Nagl-Arbeiten in Innsbruck zu sehen: Die Welt scheint den Atem anzuhalten
Die Arbeiten von Walter Nagl aus der Augsburger Sammlung Krings in der Innsbrucker Galerie Mathias Mayr.
Innsbruck –Am meisten freut sich Walter Nagl selbst über seine Ausstellung, hat der 84-Jährige die meisten der hier präsentierten Arbeiten doch seit vielen Jahren nicht mehr gesehen. Stammen die 45 Gemälde, Aquarelle, Zeichnungen und drei Skulpturen doch aus der Augsburger Sammlung Krings, die nach dem Tod des Sammlerehepaares nun zum größten Teil im Kunsthandel gelandet ist.
Eine Sammlung, die eine höchst delikate ist, umfasst sie doch Beispiele aus diversen Phasen des Nagl’scben Œuvres. Die früheste Arbeit – eine „Kleine Sitzende“ in Bronze – ist 1972 entstanden, das jüngste Stillleben 2007. Der Augsburger Anwalt Klaus Krings hat die Kunst Nagls 1980 anlässlich einer Personale des scheuen Tiroler Künstlers in Augsburg zum ersten Mal gesehen und sich spontan in sie verliebt. Eine enge, bis zum Tod Krings’ vor etwa zehn Jahren gepflegte Freundschaft ist auf diese Weise entstanden. Was nicht zuletzt die hohe Qualität der Sammlung erklärt, hat Nagl seinem Freund doch Bilder gegeben, die er eigentlich nicht hergeben wollte. Sozusagen „Herzensbilder“ Nagls, Schlüsselwerke, die wichtig für seine Metamorphose als Künstler wie Mensch waren.
So macht die Ausstellung in der Galerie Mayr schön Nagls lebenslange Suche nach Authentizität sichtbar, sein nicht leichtes Sich-Lösen von übermächtigen Vorbildern, besonders von Paul Cézanne. Dessen große Ausstellung 1993 in der Kunsthalle Tübingen Walter Nagl in eine veritable Sinnkrise stürzte, er sich als Nichts angesichts des großen Meisters empfand. Um nach dem Durchtauchen dieser für ihn schmerzlichen Phase umso ambitionierter an seiner eigenen Handschrift zu feilen.

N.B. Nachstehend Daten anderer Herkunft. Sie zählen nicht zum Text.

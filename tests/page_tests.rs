//! FaunaDB Rust SDK - Pagination Tests

use std::sync::{Arc, Mutex};

use faunadb::query as q;
use faunadb::{
  Client, ClientConfig, Direction, Error, Expr, HttpRequest, HttpResponse, PaginateParams, Result,
  Transform, Transport, Value,
};
use futures::future::BoxFuture;
use futures::{FutureExt, TryStreamExt};
use serde_json::json;

const ITEMS: i64 = 100;

/// Serves `Paginate` over the integers `0..ITEMS`, using positions as
/// cursors.
#[derive(Clone, Default)]
struct SetServer {
  queries: Arc<Mutex<Vec<serde_json::Value>>>,
}

impl SetServer {
  fn queries(&self) -> Vec<serde_json::Value> {
    self.queries.lock().unwrap().clone()
  }

  fn page(paginate: &serde_json::Map<String, serde_json::Value>) -> serde_json::Value {
    let size = paginate.get("size").and_then(|s| s.as_i64()).unwrap_or(64);
    let (start, end) = match paginate.get("before") {
      Some(before) => {
        let end = before.as_i64().unwrap_or(ITEMS);
        ((end - size).max(0), end)
      }
      None => {
        let start = paginate.get("after").and_then(|a| a.as_i64()).unwrap_or(0);
        (start, (start + size).min(ITEMS))
      }
    };
    let mut page = serde_json::Map::new();
    page.insert("data".to_string(), json!((start..end).collect::<Vec<_>>()));
    if start > 0 {
      page.insert("before".to_string(), json!(start));
    }
    if end < ITEMS {
      page.insert("after".to_string(), json!(end));
    }
    json!({ "resource": page })
  }
}

fn find_paginate(value: &serde_json::Value) -> Option<&serde_json::Map<String, serde_json::Value>> {
  let fields = value.as_object()?;
  if fields.contains_key("paginate") {
    return Some(fields);
  }
  fields.values().find_map(find_paginate)
}

impl Transport for SetServer {
  fn execute(&self, request: HttpRequest) -> BoxFuture<'_, Result<HttpResponse>> {
    let body: serde_json::Value = serde_json::from_str(request.body.as_deref().unwrap()).unwrap();
    let response = find_paginate(&body)
      .map(Self::page)
      .unwrap_or_else(|| json!({"resource": null}));
    self.queries.lock().unwrap().push(body);
    futures::future::ready(Ok(HttpResponse::new(200, response.to_string()))).boxed()
  }
}

fn setup() -> (Client, SetServer) {
  let server = SetServer::default();
  let client = Client::with_transport(ClientConfig::new("secret"), server.clone());
  (client, server)
}

fn items() -> Expr {
  q::documents(q::collection("items"))
}

fn numbers(page: &[Value]) -> Vec<i64> {
  page.iter().filter_map(Value::as_i64).collect()
}

#[tokio::test]
async fn test_forward_traversal_visits_every_page_in_order() {
  let (client, server) = setup();
  let mut helper = client
    .paginate(items(), PaginateParams::default().with_size(2))
    .unwrap();

  let mut pages = Vec::new();
  helper.each(|page| pages.push(numbers(&page))).await.unwrap();

  assert_eq!(pages.len(), 50);
  let flat: Vec<i64> = pages.concat();
  assert_eq!(flat, (0..ITEMS).collect::<Vec<_>>());
  assert_eq!(server.queries().len(), 50);
  // the first fetch carries no cursor at all
  let first = find_paginate(&server.queries()[0]).cloned().unwrap();
  assert!(!first.contains_key("after") && !first.contains_key("before"));
}

#[tokio::test]
async fn test_reverse_traversal_visits_every_page_in_order() {
  let (client, _server) = setup();
  let mut helper = client
    .paginate(
      items(),
      PaginateParams::default().with_size(2).with_before(Value::Null),
    )
    .unwrap();
  assert_eq!(helper.direction(), Some(Direction::Reverse));

  let mut pages = Vec::new();
  helper.each_reverse(|page| pages.push(numbers(&page))).await.unwrap();

  assert_eq!(pages.len(), 50);
  for (i, page) in pages.iter().enumerate() {
    let start = 98 - 2 * i as i64;
    assert_eq!(page, &vec![start, start + 1]);
  }
}

#[tokio::test]
async fn test_cursors_move_only_when_present() {
  let (client, _server) = setup();
  let mut helper = client
    .paginate(items(), PaginateParams::default().with_size(40))
    .unwrap();

  let page = helper.next_page().await.unwrap();
  assert_eq!(page.data.len(), 40);
  assert_eq!(page.before, None);
  assert_eq!(helper.after(), Some(&Value::from(40i64)));
  assert_eq!(helper.before(), None);

  helper.next_page().await.unwrap();
  let last = helper.next_page().await.unwrap();
  assert_eq!(numbers(&last.data), (80..ITEMS).collect::<Vec<_>>());
  assert_eq!(last.after, None);
  // the missing cursor leaves the previous one in place
  assert_eq!(helper.after(), Some(&Value::from(80i64)));
  assert_eq!(helper.before(), Some(&Value::from(80i64)));

  let previous = helper.previous_page().await.unwrap();
  assert_eq!(numbers(&previous.data), (40..80).collect::<Vec<_>>());
}

#[tokio::test]
async fn test_initial_after_cursor() {
  let (client, server) = setup();
  let mut helper = client
    .paginate(
      items(),
      PaginateParams::default().with_size(5).with_after(10i64),
    )
    .unwrap();
  assert_eq!(helper.direction(), Some(Direction::Forward));

  let page = helper.next_page().await.unwrap();
  assert_eq!(numbers(&page.data), vec![10, 11, 12, 13, 14]);
  let sent = find_paginate(&server.queries()[0]).cloned().unwrap();
  assert_eq!(sent.get("after"), Some(&json!(10)));
}

#[tokio::test]
async fn test_before_and_after_are_exclusive() {
  let (client, server) = setup();
  let err = client
    .paginate(
      items(),
      PaginateParams::default().with_before(10i64).with_after(20i64),
    )
    .unwrap_err();
  assert!(matches!(err, Error::InvalidValue(_)));
  assert!(server.queries().is_empty());
}

#[tokio::test]
async fn test_into_stream_follows_construction_direction() {
  let (client, _server) = setup();
  let forward: Vec<Vec<Value>> = client
    .paginate(items(), PaginateParams::default().with_size(25))
    .unwrap()
    .into_stream()
    .try_collect()
    .await
    .unwrap();
  assert_eq!(forward.len(), 4);
  assert_eq!(numbers(&forward[3]).first(), Some(&75));

  let reverse: Vec<Vec<Value>> = client
    .paginate(
      items(),
      PaginateParams::default().with_size(25).with_before(Value::Null),
    )
    .unwrap()
    .into_stream()
    .try_collect()
    .await
    .unwrap();
  assert_eq!(reverse.len(), 4);
  assert_eq!(numbers(&reverse[0]).first(), Some(&75));
  assert_eq!(numbers(&reverse[3]).first(), Some(&0));
}

#[test]
fn test_transforms_are_shared_until_appended() {
  let (client, _server) = setup();
  let base = client.paginate(items(), PaginateParams::default()).unwrap();
  let mapped = base.map(q::lambda_expr("x", q::get(q::var("x"))));
  let copy = mapped.clone();
  let filtered = mapped.filter(q::lambda_expr("x", q::is_null(q::var("x"))));

  assert!(base.transforms().is_empty());
  assert_eq!(mapped.transforms().len(), 1);
  assert!(copy.shares_transforms(&mapped));
  assert!(!filtered.shares_transforms(&mapped));
  assert_eq!(filtered.transforms().len(), 2);
  assert!(matches!(filtered.transforms()[1], Transform::Filter(_)));
  assert_eq!(mapped.transforms().len(), 1);
}

#[test]
fn test_query_shape() {
  let (client, _server) = setup();
  let helper = client
    .paginate(
      items(),
      PaginateParams::default().with_size(2).with_events(true),
    )
    .unwrap();

  assert_eq!(
    serde_json::to_value(helper.query(Direction::Forward)).unwrap(),
    json!({"paginate": {"documents": {"collection": "items"}}, "size": 2, "events": true})
  );
  assert_eq!(
    serde_json::to_value(helper.query(Direction::Reverse)).unwrap(),
    json!({"paginate": {"documents": {"collection": "items"}}, "size": 2, "events": true, "before": null})
  );

  let wrapped = helper
    .map(q::lambda_expr("x", q::get(q::var("x"))))
    .filter(q::lambda_expr("d", q::var("d")));
  assert_eq!(
    wrapped.query(Direction::Forward).to_string(),
    r#"Filter(Map(Paginate(Documents(Collection("items")), {events: true, size: 2}), Lambda("x", Get(Var("x")))), Lambda("d", Var("d")))"#
  );
}

#[tokio::test]
async fn test_transformed_pages_are_fetched_through_the_wrapper() {
  let (client, server) = setup();
  let mut helper = client
    .paginate(items(), PaginateParams::default().with_size(10))
    .unwrap()
    .map(q::lambda_expr("x", q::var("x")));

  let page = helper.next_page().await.unwrap();
  assert_eq!(page.data.len(), 10);
  let sent = &server.queries()[0];
  assert!(sent.get("map").is_some());
  assert_eq!(sent["collection"]["size"], json!(10));
}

Um mehr und mehr zum Macher von Stillleben zu werden, auch wenn menschliche Körper oder Landschaften sein Thema waren. Die Welt scheint den Atem anzuhalten in diesen meist in Öl auf Leinwände oder Holz gemalten Bildern, der ehemals flirrende, leicht pastose Pinselstrich wird zunehmend flacher, parallel zu den Formen, die letztlich nicht viel mehr als delikat in der Fläche ausgebreitete Farbkürzel sind.
Nichts bleibt in diesen Bildfindungen dem Zufall überlassen, das Spiel mit Farben und Formen ist ein exakt kalkuliertes, atmosphärisch weit über den Bildrand ausschwingend. Die ersten drei Bilder, die Klaus Krings in der Augsburger Ausstellung von Walter Nagl gekauft hat, sind letztlich eine Deklination rund um die Farbe Weiß. Über dem Landschaftlichen scheint ein diffuser Schleier zu liegen, der sich erst in der Wahrnehmung des Bildbetrachters vage aufzulösen beginnt. In einem anderen Stillleben ist Nagls Bewunderung für den großen italienischen Stilisten Giorgio Morandi unübersehbar. Während ein ganz frühes, wunderbar malerisches Aquarell vorführt, wie schade es eigentlich ist, dass sich Walter Nagl dieser Technik praktisch lebenslang verschlossen hat. Warum auch immer. Allein die Bewunderung für den großen Tiroler Aquarellisten Anton Tiefenthaler kann es wohl nicht gewesen sein.